Speaker 1:And I ended up unknowingly becoming a second sexual experience. And this now brings me to another modality you talked about. We were having sex and she really wanted to give oral sex to me and I was like, all right if I must allow you to do that, okay, and I've never experienced this in my entire life, because she was not touching herself or anything like that, and she couldn't stop herself from orgasming while giving me oral sex. I was like I was, like I was more fascinated, like what Really? Like I wanted to stop and like, study it Like I had never I was like holy shit.
Speaker 2:First of all, I'm jealous.
Speaker 1:I want this superpower of yours. It was also incredibly hot for me, but after it I was really caught up thinking about this experience. How in the world does someone have an orgasm just from doing giving oral sex? And it's the taboo nature of it. And I bring this up because, as you are going through these different, what did you call them? What did you call them? Cornerstones, the cornerstones of eroticism?
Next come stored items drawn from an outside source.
//! Market aggregation.
//!
//! Turns the unordered collection of per-bookmaker quotes for a single
//! (match, market, outcome) into one `MarketSummary`: average price,
//! best price and its source, volatility, bookmaker margin, and the
//! cross-bookmaker dispersion score.

use tracing::debug;

use crate::analysis::disagreement;
use crate::types::{
    AnalysisError, ComplementSet, DispersionScore, MarketSummary, Quote, ScoreBasis,
};

/// Aggregate all quotes for one (match, market, outcome) into a summary.
///
/// `complements` carries, per bookmaker, the full set of complementary
/// prices for the market (all three 1/X/2 prices for double-chance
/// markets, both sides of the line for totals). Bookmakers without a
/// complete complementary set are simply absent from it — margin is then
/// reported as `None` for them, never as zero.
///
/// Pure function of its input. Fails only on an empty or heterogeneous
/// quote collection; the caller should skip that market and continue.
pub fn aggregate(
    quotes: &[Quote],
    complements: &[ComplementSet],
) -> Result<MarketSummary, AnalysisError> {
    let first = quotes.first().ok_or(AnalysisError::EmptyQuotes)?;

    for q in &quotes[1..] {
        if q.match_id != first.match_id {
            return Err(AnalysisError::MixedQuotes(format!(
                "match {} vs {}",
                first.match_id, q.match_id
            )));
        }
        if q.market != first.market {
            return Err(AnalysisError::MixedQuotes(format!(
                "market {} vs {}",
                first.market, q.market
            )));
        }
        if q.outcome != first.outcome {
            return Err(AnalysisError::MixedQuotes(format!(
                "outcome {} vs {}",
                first.outcome, q.outcome
            )));
        }
    }

    let prices: Vec<f64> = quotes.iter().map(|q| q.price).collect();
    let avg_price = mean(&prices);

    // Higher decimal price is always better for the bettor. On a tie any
    // of the tied bookmakers may be reported; the first one wins here.
    let mut best = first;
    for q in &quotes[1..] {
        if q.price > best.price {
            best = q;
        }
    }

    let implied_probability = 1.0 / best.price;
    let volatility_pct = volatility_pct(&prices, avg_price);

    let bookmaker_margin_pct = complements
        .iter()
        .find(|c| c.bookmaker == best.bookmaker)
        .map(|c| c.overround_pct());

    let avg_market_margin_pct = if complements.is_empty() {
        None
    } else {
        let margins: Vec<f64> = complements.iter().map(|c| c.overround_pct()).collect();
        Some(mean(&margins))
    };

    let score = dispersion_score(&prices, bookmaker_margin_pct, avg_market_margin_pct);
    let disagreement_index = disagreement::disagreement_index(complements);

    debug!(
        match_id = %first.match_id,
        market = %first.market,
        outcome = %first.outcome,
        best_price = best.price,
        best_bookmaker = %best.bookmaker,
        books = quotes.len(),
        score = score.value,
        basis = %score.basis,
        "Market aggregated"
    );

    Ok(MarketSummary {
        match_id: first.match_id.clone(),
        market: first.market,
        outcome: first.outcome.clone(),
        avg_price,
        best_price: best.price,
        best_bookmaker: best.bookmaker.clone(),
        implied_probability,
        volatility_pct,
        bookmaker_margin_pct,
        avg_market_margin_pct,
        bookmaker_count: quotes.len(),
        score,
        disagreement_index,
    })
}

/// Arithmetic mean. Callers guarantee a non-empty slice.
fn mean(values: &[f64]) -> f64 {
    values.iter().sum::<f64>() / values.len() as f64
}

/// Coefficient of variation of the prices as a percentage:
/// population standard deviation divided by the mean, × 100.
/// A single observation has no computable variance — defined as 0.
fn volatility_pct(prices: &[f64], avg: f64) -> f64 {
    if prices.len() < 2 || avg <= 0.0 {
        return 0.0;
    }
    let variance = prices.iter().map(|p| (p - avg).powi(2)).sum::<f64>() / prices.len() as f64;
    variance.sqrt() / avg * 100.0
}

/// The canonical dispersion score ("final score").
///
/// Primary formula: margin advantage of the best-price bookmaker over the
/// market average, divided by that bookmaker's own margin. Requires both
/// margins known and a positive bookmaker margin. Fallback: mean absolute
/// deviation of the quotes' implied probabilities from their mean. The
/// basis in effect is recorded on the result.
fn dispersion_score(
    prices: &[f64],
    bookmaker_margin_pct: Option<f64>,
    avg_market_margin_pct: Option<f64>,
) -> DispersionScore {
    if let (Some(own), Some(avg)) = (bookmaker_margin_pct, avg_market_margin_pct) {
        if own > 0.0 {
            return DispersionScore {
                value: (avg - own) / own,
                basis: ScoreBasis::MarginRatio,
            };
        }
    }

    let probs: Vec<f64> = prices.iter().map(|p| 1.0 / p).collect();
    let mean_prob = mean(&probs);
    let mad = probs.iter().map(|p| (p - mean_prob).abs()).sum::<f64>() / probs.len() as f64;

    DispersionScore {
        value: mad,
        basis: ScoreBasis::MeanAbsDeviation,
    }
}

// ---------------------------------------------------------------------------
// Tests
// ---------------------------------------------------------------------------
Speaker 1:Yes, I'm like oh, there's one right the taboo that you should not be doing this. Not only should you not be queer, you definitely shouldn't be going down on another girl. And I'm like I think that's just so erotic that it created this scenario that I got to witness, which is beautiful, but then also we ended up not continuing on because I'm not a very ambivalent person Like once. I'm like I'm into it, let's do it. And for her, it created this confusion inside of her because she couldn't let go of this ambivalent person and she didn't know how to deal with direct you connection, like either let's do not yes, and so I experienced as a partner.
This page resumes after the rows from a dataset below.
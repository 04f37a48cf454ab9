//! Bookmaker disagreement metrics.
//!
//! Computes a disagreement index over the bookmakers quoting one market:
//! each book's prices are first normalised into a fair (vig-removed)
//! probability distribution, then scored by Jensen–Shannon divergence
//! against the consensus (mean) distribution. The index is the mean JSD,
//! which in base 2 is bounded to [0, 1].

use crate::types::ComplementSet;

/// Floor applied to probabilities inside the KL term to keep logs finite.
const EPS: f64 = 1e-12;

/// Convert raw decimal prices into a fair probability distribution.
///
/// For prices o_i, compute r_i = 1/o_i and normalise so the vector sums
/// to 1, removing the bookmaker's overround. Non-positive prices are
/// skipped; an empty vector is returned when nothing survives.
pub fn remove_vig(prices: &[f64]) -> Vec<f64> {
    let raw: Vec<f64> = prices
        .iter()
        .filter(|p| **p > 0.0)
        .map(|p| 1.0 / p)
        .collect();
    let total: f64 = raw.iter().sum();
    if total <= 0.0 {
        return Vec::new();
    }
    raw.into_iter().map(|r| r / total).collect()
}

/// KL divergence D(p‖q) in base 2. Zero-probability entries of `p`
/// contribute nothing; zero entries of `q` are floored at `EPS`.
fn kl_divergence(p: &[f64], q: &[f64]) -> f64 {
    p.iter()
        .zip(q.iter())
        .filter(|(pi, _)| **pi > 0.0)
        .map(|(pi, qi)| pi * (pi / qi.max(EPS)).log2())
        .sum()
}

/// Jensen–Shannon divergence between two distributions of equal length,
/// in base 2: symmetric, finite, and in [0, 1].
pub fn jensen_shannon(p: &[f64], q: &[f64]) -> f64 {
    let m: Vec<f64> = p
        .iter()
        .zip(q.iter())
        .map(|(pi, qi)| (pi + qi) / 2.0)
        .collect();
    0.5 * (kl_divergence(p, &m) + kl_divergence(q, &m))
}

/// Mean Jensen–Shannon divergence of each bookmaker's fair distribution
/// against the consensus distribution.
///
/// Only sets with the same outcome count as the first complete set are
/// compared (a 3-way book can't be scored against a 2-way one). Returns
/// `None` with fewer than two comparable books — disagreement is not
/// measurable from a single opinion.
pub fn disagreement_index(sets: &[ComplementSet]) -> Option<f64> {
    let fair: Vec<Vec<f64>> = sets
        .iter()
        .map(|s| remove_vig(&s.prices))
        .filter(|f| !f.is_empty())
        .collect();

    let width = fair.first()?.len();
    let rows: Vec<&Vec<f64>> = fair.iter().filter(|f| f.len() == width).collect();
    if rows.len() < 2 {
        return None;
    }

    let n = rows.len() as f64;
    let mut consensus = vec![0.0; width];
    for row in &rows {
        for (slot, value) in consensus.iter_mut().zip(row.iter()) {
            *slot += value;
        }
    }
    for slot in consensus.iter_mut() {
        *slot /= n;
    }

    let total: f64 = rows.iter().map(|row| jensen_shannon(row, &consensus)).sum();
    Some(total / n)
}

// ---------------------------------------------------------------------------
// Tests
// ---------------------------------------------------------------------------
Speaker 1:I want to share my experience as a partner to someone coming out of that, um, the amazingness, sexiness of that, that journey, but at the same time, as a partner to someone, or someone who's trying to be a partner with someone, who's dealing with some deconditioning and trauma, the hardship of it as well, yes, and you brought up such a beautiful point, which is the sex was magical, if not explosive, due to the nature of the erotic content.
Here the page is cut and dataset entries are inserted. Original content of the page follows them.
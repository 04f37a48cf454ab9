//! Logistic regression and evaluation metrics.
//!
//! A deliberately small numeric core: gradient-descent logistic fit with
//! L2 on the weights (bias excluded), rank-based AUC with tie handling,
//! log-loss, Brier score, top-k ROI, and a calibration table. Everything
//! operates on plain `f64` slices.

use serde::Serialize;

/// Numerically safe sigmoid.
pub fn sigmoid(z: f64) -> f64 {
    let z = z.clamp(-35.0, 35.0);
    1.0 / (1.0 + (-z).exp())
}

/// Fit logistic regression by full-batch gradient descent.
///
/// `rows` is the design matrix (one inner Vec per observation), `y` the
/// 0/1 outcomes. Returns `[bias, w_1, …, w_p]`. L2 regularisation applies
/// to the weights only.
pub fn fit_logistic(
    rows: &[Vec<f64>],
    y: &[f64],
    learning_rate: f64,
    l2: f64,
    iterations: usize,
) -> Vec<f64> {
    let n = rows.len();
    let p = rows.first().map(|r| r.len()).unwrap_or(0);
    let mut w = vec![0.0; p + 1];
    if n == 0 {
        return w;
    }

    for _ in 0..iterations {
        let mut grad = vec![0.0; p + 1];
        for (row, yi) in rows.iter().zip(y.iter()) {
            let z = w[0] + row.iter().zip(&w[1..]).map(|(x, wi)| x * wi).sum::<f64>();
            let err = sigmoid(z) - yi;
            grad[0] += err;
            for (g, x) in grad[1..].iter_mut().zip(row.iter()) {
                *g += err * x;
            }
        }
        w[0] -= learning_rate * grad[0] / n as f64;
        let (_, weights) = w.split_at_mut(1);
        for (wi, gi) in weights.iter_mut().zip(&grad[1..]) {
            *wi -= learning_rate * (*gi / n as f64 + l2 * *wi);
        }
    }

    w
}

/// Predicted probabilities for a design matrix under fitted weights.
pub fn predict_proba(rows: &[Vec<f64>], w: &[f64]) -> Vec<f64> {
    rows.iter()
        .map(|row| {
            let z = w[0] + row.iter().zip(&w[1..]).map(|(x, wi)| x * wi).sum::<f64>();
            sigmoid(z)
        })
        .collect()
}

/// Rank-based AUC (Mann–Whitney) with average ranks over score ties.
/// NaN when either class is absent.
pub fn auc(scores: &[f64], y: &[f64]) -> f64 {
    let n = scores.len();
    let n_pos = y.iter().filter(|v| **v > 0.5).count();
    let n_neg = n - n_pos;
    if n_pos == 0 || n_neg == 0 {
        return f64::NAN;
    }

    let mut order: Vec<usize> = (0..n).collect();
    order.sort_by(|a, b| {
        scores[*a]
            .partial_cmp(&scores[*b])
            .unwrap_or(std::cmp::Ordering::Equal)
    });

    // Average ranks across runs of equal scores.
    let mut ranks = vec![0.0; n];
    let mut i = 0;
    while i < n {
        let mut j = i;
        while j + 1 < n && scores[order[j + 1]] == scores[order[i]] {
            j += 1;
        }
        let avg_rank = (i + 1 + j + 1) as f64 / 2.0;
        for index in &order[i..=j] {
            ranks[*index] = avg_rank;
        }
        i = j + 1;
    }

    let pos_rank_sum: f64 = y
        .iter()
        .zip(ranks.iter())
        .filter(|(yi, _)| **yi > 0.5)
        .map(|(_, r)| r)
        .sum();

    (pos_rank_sum - (n_pos * (n_pos + 1)) as f64 / 2.0) / (n_pos * n_neg) as f64
}

/// Mean negative log-likelihood, probabilities clipped away from {0, 1}.
pub fn log_loss(p: &[f64], y: &[f64]) -> f64 {
    if p.is_empty() {
        return f64::NAN;
    }
    let total: f64 = p
        .iter()
        .zip(y.iter())
        .map(|(pi, yi)| {
            let pi = pi.clamp(1e-12, 1.0 - 1e-12);
            -(yi * pi.ln() + (1.0 - yi) * (1.0 - pi).ln())
        })
        .sum();
    total / p.len() as f64
}

/// Brier score: mean squared error between probability and outcome.
/// 0.0 is perfect; 0.25 is an always-50% predictor on balanced outcomes.
pub fn brier(p: &[f64], y: &[f64]) -> f64 {
    if p.is_empty() {
        return f64::NAN;
    }
    p.iter()
        .zip(y.iter())
        .map(|(pi, yi)| (pi - yi).powi(2))
        .sum::<f64>()
        / p.len() as f64
}

/// The three headline metrics together.
#[derive(Debug, Clone, Copy, Serialize)]
pub struct Metrics {
    pub auc: f64,
    pub log_loss: f64,
    pub brier: f64,
}

pub fn metrics(p: &[f64], y: &[f64]) -> Metrics {
    Metrics {
        auc: auc(p, y),
        log_loss: log_loss(p, y),
        brier: brier(p, y),
    }
}

// ---------------------------------------------------------------------------
// ROI
// ---------------------------------------------------------------------------

/// Flat-stake profit: odds − 1 on a win, −1 on a loss.
fn profit(won: bool, odds: f64) -> f64 {
    if won {
        odds - 1.0
    } else {
        -1.0
    }
}

/// Performance of the top fraction of rows selected by a score.
#[derive(Debug, Clone, Copy, Serialize)]
pub struct RoiSummary {
    pub n: usize,
    pub roi_pct: f64,
    pub winrate_pct: f64,
    pub avg_odds: f64,
}

impl RoiSummary {
    pub fn empty() -> Self {
        Self {
            n: 0,
            roi_pct: f64::NAN,
            winrate_pct: f64::NAN,
            avg_odds: f64::NAN,
        }
    }
}

/// Flat-stake ROI of the top `k_frac` of rows ranked by `scores`.
/// Rows with a non-finite score or odds are excluded before selection.
pub fn roi_top_k(scores: &[f64], y: &[f64], odds: &[f64], k_frac: f64) -> RoiSummary {
    let mut rows: Vec<(f64, f64, f64)> = scores
        .iter()
        .zip(y.iter())
        .zip(odds.iter())
        .filter(|((s, _), o)| s.is_finite() && o.is_finite())
        .map(|((s, yi), o)| (*s, *yi, *o))
        .collect();

    if rows.is_empty() {
        return RoiSummary::empty();
    }

    rows.sort_by(|a, b| b.0.partial_cmp(&a.0).unwrap_or(std::cmp::Ordering::Equal));
    let k = ((k_frac * rows.len() as f64).floor() as usize).max(1);
    let top = &rows[..k.min(rows.len())];

    let profits: Vec<f64> = top.iter().map(|(_, yi, o)| profit(*yi > 0.5, *o)).collect();
    let wins = top.iter().filter(|(_, yi, _)| *yi > 0.5).count();

    RoiSummary {
        n: top.len(),
        roi_pct: profits.iter().sum::<f64>() / top.len() as f64 * 100.0,
        winrate_pct: wins as f64 / top.len() as f64 * 100.0,
        avg_odds: top.iter().map(|(_, _, o)| o).sum::<f64>() / top.len() as f64,
    }
}

// ---------------------------------------------------------------------------
// Calibration table
// ---------------------------------------------------------------------------

/// One probability bin: predicted mean vs realised win rate.
#[derive(Debug, Clone, Serialize)]
pub struct CalibrationBin {
    pub bin: usize,
    pub n: usize,
    pub p_min: f64,
    pub p_max: f64,
    pub p_mean: f64,
    pub winrate_pct: f64,
    /// realised rate − predicted mean (positive = model under-predicts).
    pub gap: f64,
}

/// Equal-count probability bins (quantile style), sorted ascending.
pub fn calibration_table(p: &[f64], y: &[f64], bins: usize) -> Vec<CalibrationBin> {
    let mut rows: Vec<(f64, f64)> = p
        .iter()
        .zip(y.iter())
        .filter(|(pi, _)| pi.is_finite())
        .map(|(pi, yi)| (*pi, *yi))
        .collect();
    if rows.is_empty() || bins == 0 {
        return Vec::new();
    }
    rows.sort_by(|a, b| a.0.partial_cmp(&b.0).unwrap_or(std::cmp::Ordering::Equal));

    let n = rows.len();
    let per_bin = (n as f64 / bins as f64).ceil() as usize;
    let mut table = Vec::new();

    for (index, chunk) in rows.chunks(per_bin.max(1)).enumerate() {
        let count = chunk.len();
        let p_mean = chunk.iter().map(|(pi, _)| pi).sum::<f64>() / count as f64;
        let winrate = chunk.iter().filter(|(_, yi)| *yi > 0.5).count() as f64 / count as f64;
        table.push(CalibrationBin {
            bin: index,
            n: count,
            p_min: chunk.first().map(|(pi, _)| *pi).unwrap_or(f64::NAN),
            p_max: chunk.last().map(|(pi, _)| *pi).unwrap_or(f64::NAN),
            p_mean,
            winrate_pct: winrate * 100.0,
            gap: winrate - p_mean,
        });
    }

    table
}

// ---------------------------------------------------------------------------
// Tests
// ---------------------------------------------------------------------------

#[cfg(test)]
mod tests {
    use super::*;

    #[test]
    fn test_sigmoid_bounds() {
        assert!((sigmoid(0.0) - 0.5).abs() < 1e-12);
        assert!(sigmoid(100.0) > 0.999_999);
        assert!(sigmoid(-100.0) < 1e-6);
        assert!(sigmoid(f64::MAX).is_finite());
    }

    #[test]
    fn test_auc_perfect_separation() {
        let scores = [0.1, 0.2, 0.8, 0.9];
        let y = [0.0, 0.0, 1.0, 1.0];
        assert!((auc(&scores, &y) - 1.0).abs() < 1e-12);
    }

    #[test]
    fn test_auc_inverted_separation() {
        let scores = [0.9, 0.8, 0.2, 0.1];
        let y = [0.0, 0.0, 1.0, 1.0];
        assert!(auc(&scores, &y).abs() < 1e-12);
    }

    #[test]
    fn test_auc_constant_score_is_half() {
        let scores = [0.5, 0.5, 0.5, 0.5];
        let y = [1.0, 0.0, 1.0, 0.0];
        assert!((auc(&scores, &y) - 0.5).abs() < 1e-12);
    }

    #[test]
    fn test_auc_single_class_nan() {
        let scores = [0.1, 0.9];
        assert!(auc(&scores, &[1.0, 1.0]).is_nan());
        assert!(auc(&scores, &[0.0, 0.0]).is_nan());
    }

    #[test]
    fn test_brier_always_half_on_balanced() {
        let p = vec![0.5; 100];
        let y: Vec<f64> = (0..100).map(|i| (i % 2) as f64).collect();
        assert!((brier(&p, &y) - 0.25).abs() < 1e-12);
    }

    #[test]
    fn test_brier_perfect_and_terrible() {
        assert!(brier(&[1.0, 0.0], &[1.0, 0.0]).abs() < 1e-12);
        assert!((brier(&[0.0, 1.0], &[1.0, 0.0]) - 1.0).abs() < 1e-12);
    }

    #[test]
    fn test_log_loss_clips_extremes() {
        let loss = log_loss(&[1.0], &[0.0]);
        assert!(loss.is_finite());
        assert!(loss > 10.0);
    }

    #[test]
    fn test_fit_separable_data() {
        // One feature, cleanly separated at 0.
        let rows: Vec<Vec<f64>> = (-10..10).map(|i| vec![i as f64]).collect();
        let y: Vec<f64> = (-10..10).map(|i| if i >= 0 { 1.0 } else { 0.0 }).collect();

        let w = fit_logistic(&rows, &y, 0.1, 0.01, 2000);
        let p = predict_proba(&rows, &w);

        assert!(w[1] > 0.0); // positive slope on the separating feature
        assert!(auc(&p, &y) > 0.9);
        assert!(p[0] < 0.5); // far-negative sample
        assert!(p[19] > 0.5); // far-positive sample
    }

    #[test]
    fn test_fit_empty_is_zero_weights() {
        let w = fit_logistic(&[], &[], 0.05, 0.5, 100);
        assert_eq!(w, vec![0.0]);
    }

    #[test]
    fn test_l2_shrinks_weights() {
        let rows: Vec<Vec<f64>> = (-10..10).map(|i| vec![i as f64]).collect();
        let y: Vec<f64> = (-10..10).map(|i| if i >= 0 { 1.0 } else { 0.0 }).collect();

        let loose = fit_logistic(&rows, &y, 0.1, 0.0, 2000);
        let tight = fit_logistic(&rows, &y, 0.1, 2.0, 2000);
        assert!(tight[1].abs() < loose[1].abs());
    }

    #[test]
    fn test_roi_top_k_selects_best() {
        // Highest-scored half wins at odds 2.0 → ROI +100%.
        let scores = [0.9, 0.8, 0.2, 0.1];
        let y = [1.0, 1.0, 0.0, 0.0];
        let odds = [2.0, 2.0, 2.0, 2.0];
        let roi = roi_top_k(&scores, &y, &odds, 0.5);

        assert_eq!(roi.n, 2);
        assert!((roi.roi_pct - 100.0).abs() < 1e-9);
        assert!((roi.winrate_pct - 100.0).abs() < 1e-9);
        assert!((roi.avg_odds - 2.0).abs() < 1e-12);
    }

    #[test]
    fn test_roi_top_k_losers() {
        let scores = [0.9, 0.1];
        let y = [0.0, 1.0];
        let odds = [1.5, 1.5];
        let roi = roi_top_k(&scores, &y, &odds, 0.5);
        assert_eq!(roi.n, 1);
        assert!((roi.roi_pct + 100.0).abs() < 1e-9);
    }

    #[test]
    fn test_roi_skips_non_finite() {
        let scores = [f64::NAN, 0.8];
        let y = [1.0, 1.0];
        let odds = [2.0, 1.8];
        let roi = roi_top_k(&scores, &y, &odds, 1.0);
        assert_eq!(roi.n, 1);
        assert!((roi.avg_odds - 1.8).abs() < 1e-12);
    }

    #[test]
    fn test_roi_empty() {
        let roi = roi_top_k(&[], &[], &[], 0.2);
        assert_eq!(roi.n, 0);
        assert!(roi.roi_pct.is_nan());
    }

    #[test]
    fn test_calibration_table_bins() {
        let p: Vec<f64> = (0..100).map(|i| i as f64 / 100.0).collect();
        // Outcome follows probability exactly in aggregate: win iff p ≥ 0.5
        let y: Vec<f64> = p.iter().map(|pi| if *pi >= 0.5 { 1.0 } else { 0.0 }).collect();
        let table = calibration_table(&p, &y, 10);

        assert_eq!(table.len(), 10);
        assert_eq!(table.iter().map(|b| b.n).sum::<usize>(), 100);
        // Bins sorted ascending by probability
        for pair in table.windows(2) {
            assert!(pair[0].p_max <= pair[1].p_min + 1e-12);
        }
        // Low bins lose, high bins win
        assert!(table.first().unwrap().winrate_pct < 1e-9);
        assert!((table.last().unwrap().winrate_pct - 100.0).abs() < 1e-9);
    }

    #[test]
    fn test_calibration_table_empty() {
        assert!(calibration_table(&[], &[], 10).is_empty());
    }

    #[test]
    fn test_metrics_bundle() {
        let p = [0.9, 0.1];
        let y = [1.0, 0.0];
        let m = metrics(&p, &y);
        assert!((m.auc - 1.0).abs() < 1e-12);
        assert!(m.brier < 0.05);
        assert!(m.log_loss < 0.2);
    }
}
Speaker 2:Jack has a erotic equation that goes like this attraction plus obstacle equals excitement, plus obstacle equals excitement. We can think back to the days of a cookie jar. Right, we're attracted to the cookie. There's an obstacle it's high up on a shelf. That makes it more exciting. Okay, attraction plus obstacle equals excitement, which makes for incredibly, incredibly magnetic, electric sex. That makes for incredibly unhealthy relationships between human beings. And what is so interesting for nerds like us, who love sex and love humans and love dynamics, is no, you study just a little bit, my friends, and you'll find that we all deserve earned, secure attachments and secure connections. We deserve to know that someone is going to text us back when they say they're going to.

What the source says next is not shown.